Saved entries
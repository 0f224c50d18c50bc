//! Per-part mutual exclusion for serial allocation.

use std::collections::HashMap;
use std::sync::{Arc, Mutex, PoisonError};

/// One lock per part number, created on first use.
///
/// Entries are never removed; the map stays as large as the set of part
/// numbers printed, which the parts catalog bounds.
///
/// Holding a part's lock from counter read to counter write means no two
/// allocations in this process can observe the same `next`.
#[derive(Debug, Default)]
pub struct PartLocks {
    locks: Mutex<HashMap<String, Arc<Mutex<()>>>>,
}

impl PartLocks {
    /// No locks yet.
    pub fn new() -> Self {
        Self::default()
    }

    /// Run `f` while holding the lock for `part_number`.
    pub fn with_part<R>(&self, part_number: &str, f: impl FnOnce() -> R) -> R {
        let lock = {
            let mut locks = self.locks.lock().unwrap_or_else(PoisonError::into_inner);
            Arc::clone(locks.entry(part_number.to_string()).or_default())
        };
        // The guarded value is `()`, so a poisoned lock carries no bad state.
        let _guard = lock.lock().unwrap_or_else(PoisonError::into_inner);
        f()
    }
}

#[cfg(test)]
mod tests {
    use super::*;
    use std::sync::atomic::{AtomicUsize, Ordering};
    use std::thread;
    use std::time::Duration;

    #[test]
    fn same_part_is_exclusive() {
        let locks = Arc::new(PartLocks::new());
        let inside = Arc::new(AtomicUsize::new(0));
        let max_seen = Arc::new(AtomicUsize::new(0));

        let handles: Vec<_> = (0..8)
            .map(|_| {
                let locks = Arc::clone(&locks);
                let inside = Arc::clone(&inside);
                let max_seen = Arc::clone(&max_seen);
                thread::spawn(move || {
                    locks.with_part("PN-1", || {
                        let now = inside.fetch_add(1, Ordering::SeqCst) + 1;
                        max_seen.fetch_max(now, Ordering::SeqCst);
                        thread::sleep(Duration::from_millis(5));
                        inside.fetch_sub(1, Ordering::SeqCst);
                    });
                })
            })
            .collect();
        for h in handles {
            h.join().unwrap();
        }
        assert_eq!(max_seen.load(Ordering::SeqCst), 1);
    }

    #[test]
    fn different_parts_do_not_block_each_other() {
        let locks = PartLocks::new();
        let out = locks.with_part("A", || locks.with_part("B", || 42));
        assert_eq!(out, 42);
    }
}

== Work to be completed ==
Repeat the data above, word for word.

== Result for this task ==
repository 0f224c50d18c50bc
//! Per-part mutual exclusion for serial allocation.

use std::collections::HashMap;
use std::sync::{Arc, Mutex, PoisonError};

/// One lock per part number, created on first use.
///
/// Entries are never removed; the map stays as large as the set of part
/// numbers printed, which the parts catalog bounds.
///
/// Holding a part's lock from counter read to counter write means no two
/// allocations in this process can observe the same `next`.
#[derive(Debug, Default)]
pub struct PartLocks {
    locks: Mutex<HashMap<String, Arc<Mutex<()>>>>,
}

impl PartLocks {
    /// No locks yet.
    pub fn new() -> Self {
        Self::default()
    }

    /// Run `f` while holding the lock for `part_number`.
    pub fn with_part<R>(&self, part_number: &str, f: impl FnOnce() -> R) -> R {
        let lock = {
            let mut locks = self.locks.lock().unwrap_or_else(PoisonError::into_inner);
            Arc::clone(locks.entry(part_number.to_string()).or_default())
        };
        // The guarded value is `()`, so a poisoned lock carries no bad state.
        let _guard = lock.lock().unwrap_or_else(PoisonError::into_inner);
        f()
    }
}

#[cfg(test)]
mod tests {
    use super::*;
    use std::sync::atomic::{AtomicUsize, Ordering};
    use std::thread;
    use std::time::Duration;

    #[test]
    fn same_part_is_exclusive() {
        let locks = Arc::new(PartLocks::new());
        let inside = Arc::new(AtomicUsize::new(0));
        let max_seen = Arc::new(AtomicUsize::new(0));

        let handles: Vec<_> = (0..8)
            .map(|_| {
                let locks = Arc::clone(&locks);
                let inside = Arc::clone(&inside);
                let max_seen = Arc::clone(&max_seen);
                thread::spawn(move || {
                    locks.with_part("PN-1", || {
                        let now = inside.fetch_add(1, Ordering::SeqCst) + 1;
                        max_seen.fetch_max(now, Ordering::SeqCst);
                        thread::sleep(Duration::from_millis(5));
                        inside.fetch_sub(1, Ordering::SeqCst);
                    });
                })
            })
            .collect();
        for h in handles {
            h.join().unwrap();
        }
        assert_eq!(max_seen.load(Ordering::SeqCst), 1);
    }

    #[test]
    fn different_parts_do_not_block_each_other() {
        let locks = PartLocks::new();
        let out = locks.with_part("A", || locks.with_part("B", || 42));
        assert_eq!(out, 42);
    }
}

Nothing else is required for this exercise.